South Sudan leader says coup repelled, churches seek 'Mandela moment'
The world's newest country, South Sudan, was teetering on a coup Monday and the moderator of the World Council of Churches called on the country's government to have a "Mandela moment" as it deals with divisions.
Agnes Abuom, a Kenyan and elected moderator of the main governing body of the WCC, its central committee was speaking from Geneva.
"Just when we have laid Mandela to rest and we are celebrating his life of forgiveness and reconciliation, of justice, of freedom, of the capacity to be content and to be inclusive: this is really a lesson for South Sudan," she said.
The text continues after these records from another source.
//! World generation parameters

use crate::models::{Division, Position};
use serde::{Deserialize, Serialize};

#[derive(Debug, Clone, Serialize, Deserialize, PartialEq)]
#[serde(default)]
pub struct GenerationConfig {
    /// Size of the player pool (default: 2000)
    pub player_count: usize,
    /// Squad cap for division 1/2/3 clubs during distribution
    pub squad_caps: [usize; 3],
    /// Minimum keepers/defenders/midfielders/forwards per club
    pub position_minimums: [usize; 4],
    /// Weakest unrepresented players handed to the agent at start
    pub starting_clients: usize,
}

impl Default for GenerationConfig {
    fn default() -> Self {
        Self {
            player_count: 2000,
            squad_caps: [25, 22, 20],
            position_minimums: [2, 6, 6, 4],
            starting_clients: 2,
        }
    }
}

impl GenerationConfig {
    pub fn squad_cap(&self, division: Division) -> usize {
        self.squad_caps[division.index()]
    }

    pub fn position_minimum(&self, position: Position) -> usize {
        self.position_minimums[position.index()]
    }
}
//! Scoreline model: perturbed strengths → Poisson rates → goals, plus the
//! rare upset that piles extra goals onto one side.

use crate::config::MatchConfig;
use crate::random::GameRng;
use serde::{Deserialize, Serialize};

#[derive(Debug, Clone, Copy, PartialEq, Eq, Serialize, Deserialize)]
pub enum Side {
    Home,
    Away,
}

/// Poisson rate for each side
#[derive(Debug, Clone, Copy, PartialEq)]
pub struct ExpectedGoals {
    pub home: f64,
    pub away: f64,
}

/// Perturb both strengths into attack/defence ratings and derive the rates.
///
/// `rate = max(attack / (attack + opposing defence) × average × multiplier, minimum)`
pub fn expected_goals(home_strength: f64, away_strength: f64, config: &MatchConfig, rng: &mut GameRng) -> ExpectedGoals {
    let (home_lo, home_hi) = config.home_form_range;
    let (away_lo, away_hi) = config.away_form_range;

    let home_attack = home_strength * rng.float_range(home_lo, home_hi);
    let home_defense = home_strength * rng.float_range(home_lo, home_hi);
    let away_attack = away_strength * rng.float_range(away_lo, away_hi);
    let away_defense = away_strength * rng.float_range(away_lo, away_hi);

    ExpectedGoals {
        home: rate(home_attack, away_defense, config.league_average_goals * config.home_advantage, config.minimum_rate),
        away: rate(away_attack, home_defense, config.league_average_goals * config.away_penalty, config.minimum_rate),
    }
}

fn rate(attack: f64, defense: f64, scale: f64, minimum: f64) -> f64 {
    let total = attack + defense;
    if total <= 0.0 || !total.is_finite() {
        return minimum;
    }
    (attack / total * scale).max(minimum)
}

/// Upper bound on draws per Poisson sample
const MAX_POISSON_DRAWS: u32 = 64;

/// Poisson-distributed integer by the product-of-uniforms method: multiply
/// uniform draws until the product falls to `e^-λ`; the count minus one is
/// the sample.
pub fn poisson(lambda: f64, rng: &mut GameRng) -> u32 {
    if !lambda.is_finite() || lambda <= 0.0 {
        return 0;
    }
    let limit = (-lambda).exp();
    let mut product = 1.0;
    let mut draws = 0;
    loop {
        draws += 1;
        product *= rng.unit();
        if product <= limit || draws >= MAX_POISSON_DRAWS {
            break;
        }
    }
    draws - 1
}

/// Injected variance: with `upset_chance` one random side gets 2-5 extra goals
pub fn roll_upset(config: &MatchConfig, rng: &mut GameRng) -> Option<(Side, u32)> {
    if !rng.chance(config.upset_chance) {
        return None;
    }
    let (lo, hi) = config.upset_goals;
    let extra = rng.int_inclusive(lo as i64, hi as i64) as u32;
    let side = if rng.chance(0.5) { Side::Home } else { Side::Away };
    Some((side, extra))
}

/// Draw the final score for two strengths
pub fn draw_score(home_strength: f64, away_strength: f64, config: &MatchConfig, rng: &mut GameRng) -> (u32, u32) {
    let rates = expected_goals(home_strength, away_strength, config, rng);
    let mut home = poisson(rates.home, rng);
    let mut away = poisson(rates.away, rng);
    match roll_upset(config, rng) {
        Some((Side::Home, extra)) => home += extra,
        Some((Side::Away, extra)) => away += extra,
        None => {}
    }
    (home, away)
}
Gunfire rang out again in South Sudan's capital Juba late on Monday hours after President Salva Kiir said his forces had quelled an "attempted coup" by his sacked deputy, Reuters news agency reported.
Abuom was at the headquarters of Christian grouping representing more than 500 million Christians to attend a Monday morning memorial to Nelson Mandela who died on December 5, aged 95.
The service was held the day after the first black president of South Africa was buried at his home in Qunu in South Africa's on the country's Day of Reconciliation holiday.
It is also the also the anniversary of the founding of the armed wing of the ruling African National Congress' military wing Umkhonto we Sizwe (Spear of the Nation).
WCC general secretary Rev. Olav Fykse Tveit has sent a letter to South Sudanese president Salva Kiir Mayardit, expressing profound concern for the people of the nation.
He wrote in part, "The people of South Sudan have suffered for several decades and are now longing for peace and justice. We pray that the situation will quickly normalize and that peace will prevail again soon."
News reports Monday said President Kiir announced Monday that an attempted coup by soldiers loyal to his former deputy, Riek Machar, had been quashed. Machar and others involved have apparently fled to the UN Mission in the capital Juba.
The struggle is seen to reflect emerging concerns and differences between ethnic groups in Sudan.
Abuom stressed concern for the churches in South Sudan.
The country's churches through the Sudan Council of Churches and the WCC were deeply involved in reaching a peace agreement between Sudan and South Sudan. They helped to facilitate the formation of South Sudan as the youngest nation in the world.
South Sudan, a country of mainly Christians and followers of African traditional religions became independent of its northern mainly Islamic neigbor, Sudan, on July 9, 2011 after decades of one of the bloodies conflicts of the second half of the 20th century.
Abuom said churches in Southern Sudan had called for calm, noting that as a young nation it "needs a lot of latitude for different voices given its multi-ethnic, multi-cultural, multi-religious composition."
"It is unfortunate that there has been an attempted coup, and we would want to say to those people that there is no space again in Africa for armed rebellion," said the WCC moderator.
"We believe in dialogue, in the power of the vote and election to change leadership peacefully and to transit from one leadership to another."
The WCC's general secretary Rev. Olav Fykse Tveit also called on the government of South Sudan to reach out to all within the country in a way that reflects the highest ideals of Mandela.
"Mandela has helped us see the worst and best in humanity," Tveit said. "He helped us to be realistic; even more important, he helped us believe in the one humanity and to love that one humanity."
Tveit met with Kiir in April 2013, when Kiir said, "After the independence of South Sudan, it is the churches that have the capability to bring people together and help rebuild the country."
The WCC leader said Kiir had told him, "South Sudan is a state where all religious communities, including Christians, can work freely, and their contributions for the social betterment, regardless of their religious associations, are welcomed."